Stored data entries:
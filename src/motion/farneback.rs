use opencv::{
    core::{self, Mat, Scalar, Vec2f},
    prelude::*,
    video,
};

use crate::error::{ComputationError, RampError, Result, ToolExecutionError};
use crate::motion::flow::{FlowEstimator, FlowField};
use crate::video::types::GrayFrame;

/// Dense Farneback optical flow computed by OpenCV
#[derive(Debug, Clone)]
pub struct FarnebackFlow {
    pub pyr_scale: f64,
    pub levels: i32,
    pub window_size: i32,
    pub iterations: i32,
    pub poly_n: i32,
    pub poly_sigma: f64,
}

impl Default for FarnebackFlow {
    fn default() -> Self {
        Self {
            pyr_scale: 0.5,
            levels: 3,
            window_size: 15,
            iterations: 3,
            poly_n: 5,
            poly_sigma: 1.2,
        }
    }
}

fn opencv_failed(e: opencv::Error) -> RampError {
    ToolExecutionError::BackendFailed {
        tool: "opencv".to_string(),
        reason: e.to_string(),
    }.into()
}

fn to_mat(frame: &GrayFrame) -> opencv::Result<Mat> {
    let mut mat = Mat::new_rows_cols_with_default(
        frame.height() as i32,
        frame.width() as i32,
        core::CV_8UC1,
        Scalar::all(0.0),
    )?;
    mat.data_bytes_mut()?.copy_from_slice(frame.as_raw());
    Ok(mat)
}

impl FlowEstimator for FarnebackFlow {
    fn name(&self) -> &str {
        "farneback"
    }

    fn estimate(&self, prev: &GrayFrame, next: &GrayFrame) -> Result<FlowField> {
        if prev.dimensions() != next.dimensions() {
            return Err(ComputationError::DimensionMismatch {
                expected: prev.dimensions(),
                actual: next.dimensions(),
            }.into());
        }

        let (width, height) = prev.dimensions();
        if width == 0 || height == 0 {
            return Ok(FlowField::new(width, height, Vec::new()));
        }

        let prev_mat = to_mat(prev).map_err(opencv_failed)?;
        let next_mat = to_mat(next).map_err(opencv_failed)?;
        let mut flow = Mat::default();

        video::calc_optical_flow_farneback(
            &prev_mat,
            &next_mat,
            &mut flow,
            self.pyr_scale,
            self.levels,
            self.window_size,
            self.iterations,
            self.poly_n,
            self.poly_sigma,
            0,
        )
        .map_err(opencv_failed)?;

        let vectors = flow
            .data_typed::<Vec2f>()
            .map_err(opencv_failed)?
            .iter()
            .map(|v| (v[0], v[1]))
            .collect();

        Ok(FlowField::new(width, height, vectors))
    }
}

**Assignment**
Please write out the entries exactly, keeping every line intact.

**Output of the exercise**
filename src/motion/farneback.rs
use opencv::{
    core::{self, Mat, Scalar, Vec2f},
    prelude::*,
    video,
};

use crate::error::{ComputationError, RampError, Result, ToolExecutionError};
use crate::motion::flow::{FlowEstimator, FlowField};
use crate::video::types::GrayFrame;

/// Dense Farneback optical flow computed by OpenCV
#[derive(Debug, Clone)]
pub struct FarnebackFlow {
    pub pyr_scale: f64,
    pub levels: i32,
    pub window_size: i32,
    pub iterations: i32,
    pub poly_n: i32,
    pub poly_sigma: f64,
}

impl Default for FarnebackFlow {
    fn default() -> Self {
        Self {
            pyr_scale: 0.5,
            levels: 3,
            window_size: 15,
            iterations: 3,
            poly_n: 5,
            poly_sigma: 1.2,
        }
    }
}

fn opencv_failed(e: opencv::Error) -> RampError {
    ToolExecutionError::BackendFailed {
        tool: "opencv".to_string(),
        reason: e.to_string(),
    }.into()
}

fn to_mat(frame: &GrayFrame) -> opencv::Result<Mat> {
    let mut mat = Mat::new_rows_cols_with_default(
        frame.height() as i32,
        frame.width() as i32,
        core::CV_8UC1,
        Scalar::all(0.0),
    )?;
    mat.data_bytes_mut()?.copy_from_slice(frame.as_raw());
    Ok(mat)
}

impl FlowEstimator for FarnebackFlow {
    fn name(&self) -> &str {
        "farneback"
    }

    fn estimate(&self, prev: &GrayFrame, next: &GrayFrame) -> Result<FlowField> {
        if prev.dimensions() != next.dimensions() {
            return Err(ComputationError::DimensionMismatch {
                expected: prev.dimensions(),
                actual: next.dimensions(),
            }.into());
        }

        let (width, height) = prev.dimensions();
        if width == 0 || height == 0 {
            return Ok(FlowField::new(width, height, Vec::new()));
        }

        let prev_mat = to_mat(prev).map_err(opencv_failed)?;
        let next_mat = to_mat(next).map_err(opencv_failed)?;
        let mut flow = Mat::default();

        video::calc_optical_flow_farneback(
            &prev_mat,
            &next_mat,
            &mut flow,
            self.pyr_scale,
            self.levels,
            self.window_size,
            self.iterations,
            self.poly_n,
            self.poly_sigma,
            0,
        )
        .map_err(opencv_failed)?;

        let vectors = flow
            .data_typed::<Vec2f>()
            .map_err(opencv_failed)?
            .iter()
            .map(|v| (v[0], v[1]))
            .collect();

        Ok(FlowField::new(width, height, vectors))
    }
}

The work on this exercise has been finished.